The LTTE was responsible for grave human rights abuses, including deliberate and arbitrary killings of Sinhalese and Muslim civilians, summary executions of Tamil people considered to be "traitors", and torture and ill-treatment of prisoners and of children who were sometimes forced to join the armed group. In late January, more than 90 civilians were killed when a lorry containing explosives was driven into the entrance of the Central Bank in central Colombo. Two Muslim and nine Sinhalese civilians were killed in mid-September when LTTE members attacked a bus in Arantalawa, Amparai district. In Jaffna district, several people were executed by members of the LTTE on suspicion of collaborating with the security forces. In early July, Thambu Ramalingam, a local administrator, was executed in the street in Ariyalai. It was widely believed that the reason for his execution was that he had raised the Jaffna district council flag during a ceremony held by the security forces when they took control of Jaffna town in December 1995. The fate of several prisoners of conscience and Tamil and Muslim prisoners held for several years remained unclarified.

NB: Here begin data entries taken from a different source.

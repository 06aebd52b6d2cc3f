//! Library catalogue, teacher directory, calendar and feedback fixtures.

use chrono::NaiveDate;
use tracing::debug;

use eduzone_db::Repositories;
use eduzone_models::{EventFilterParams, NewBook, NewEvent, NewFeedback, NewTeacher};

use super::SeedError;

const BOOKS: &[(&str, &str, &str, &str, i32)] = &[
    ("To Kill a Mockingbird", "Harper Lee", "9780061120084", "Fiction", 10),
    ("1984", "George Orwell", "9780451524935", "Science Fiction", 15),
    ("The Great Gatsby", "F. Scott Fitzgerald", "9780743273565", "Classic", 8),
    ("Pride and Prejudice", "Jane Austen", "9780141439518", "Classic", 10),
    ("The Hobbit", "J.R.R. Tolkien", "9780547928227", "Fantasy", 12),
];

pub(super) const TEACHERS: &[(&str, &str, &str, &str)] = &[
    ("John Smith", "Mathematics", "john.smith@eduzone.com", "555-1234"),
    ("Sarah Johnson", "Science", "sarah.johnson@eduzone.com", "555-2345"),
    ("Michael Brown", "English", "michael.brown@eduzone.com", "555-3456"),
    ("Emily Davis", "History", "emily.davis@eduzone.com", "555-4567"),
    ("David Wilson", "Physical Education", "david.wilson@eduzone.com", "555-5678"),
];

const EVENTS: &[(&str, &str, (i32, u32, u32), &str)] = &[
    (
        "Parent-Teacher Conference",
        "Annual parent-teacher conference day",
        (2023, 5, 15),
        "academic",
    ),
    (
        "Science Fair",
        "Annual science fair for all grades",
        (2023, 5, 20),
        "event",
    ),
    ("Field Day", "Outdoor sports and activities", (2023, 5, 25), "event"),
    (
        "Professional Development Day",
        "Teacher training and development",
        (2023, 5, 30),
        "holiday",
    ),
];

const FEEDBACK: &[(&str, &str, &str)] = &[
    (
        "compliment",
        "I wanted to express my appreciation for the wonderful science fair last week. My child had a great time and learned so much!",
        "John Parent",
    ),
    (
        "suggestion",
        "I would like to suggest extending the library hours during exam weeks. This would be very helpful for students who need a quiet place to study.",
        "Mary Student",
    ),
    (
        "compliment",
        "The new technology resources provided to the classrooms have been excellent. The students are more engaged and learning has improved.",
        "Robert Teacher",
    ),
];

pub async fn seed_books(repos: &Repositories) -> Result<usize, SeedError> {
    if !repos.books.list().await?.is_empty() {
        debug!("Books already present, skipping");
        return Ok(0);
    }

    for (title, author, isbn, category, quantity) in BOOKS {
        repos
            .books
            .create(NewBook {
                title: title.to_string(),
                author: author.to_string(),
                isbn: Some(isbn.to_string()),
                category: category.to_string(),
                quantity: *quantity,
            })
            .await?;
    }

    Ok(BOOKS.len())
}

pub async fn seed_teachers(repos: &Repositories) -> Result<usize, SeedError> {
    if !repos.teachers.list().await?.is_empty() {
        debug!("Teachers already present, skipping");
        return Ok(0);
    }

    for (name, subject, email, phone) in TEACHERS {
        repos
            .teachers
            .create(NewTeacher {
                name: name.to_string(),
                subject: subject.to_string(),
                email: email.to_string(),
                phone: Some(phone.to_string()),
            })
            .await?;
    }

    Ok(TEACHERS.len())
}

pub async fn seed_events(repos: &Repositories) -> Result<usize, SeedError> {
    if !repos
        .events
        .list(&EventFilterParams::default())
        .await?
        .is_empty()
    {
        debug!("Calendar events already present, skipping");
        return Ok(0);
    }

    let mut inserted = 0;
    for (title, description, (year, month, day), event_type) in EVENTS {
        let Some(date) = NaiveDate::from_ymd_opt(*year, *month, *day) else {
            continue;
        };

        repos
            .events
            .create(NewEvent {
                title: title.to_string(),
                description: Some(description.to_string()),
                date,
                event_type: event_type.to_string(),
            })
            .await?;
        inserted += 1;
    }

    Ok(inserted)
}

pub async fn seed_feedback(repos: &Repositories) -> Result<usize, SeedError> {
    if !repos.feedback.list().await?.is_empty() {
        debug!("Feedback already present, skipping");
        return Ok(0);
    }

    for (feedback_type, text, user_name) in FEEDBACK {
        repos
            .feedback
            .create(NewFeedback {
                feedback_type: feedback_type.to_string(),
                text: text.to_string(),
                user_id: None,
                user_name: Some(user_name.to_string()),
            })
            .await?;
    }

    Ok(FEEDBACK.len())
}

In August, Amnesty International published a report, "Sri Lanka: Wavering commitment to human rights". While acknowledging several steps taken by the government for the protection of human rights, the organization expressed concern at continuing grave human rights violations and at the government's failure, despite its stated commitment, to bring perpetrators of human rights violations to justice. Throughout the year, Amnesty International called for full and impartial investigations into reports of "disappearances" and extrajudicial executions. The organization also submitted recommendations to strengthen the law establishing the NHRC, some of which were incorporated into the final legislation.
Amnesty International appealed to the LTTE to call an immediate halt to
the deliberate killing of civilians and other grave abuses by its
members and to make a clear public commitment to upholding human rights.
In June, a memorandum was handed over to representatives of the LTTE
abroad, appealing for the release of 24 prisoners of conscience, for
information about 42 prisoners whose fate or whereabouts were
unaccounted for, and for investigations to establish those
responsible for 13 incidents since May 1990 in which a total of 674
civilians had been deliberately and arbitrarily killed. No response from
the LTTE had been received by the end of the year.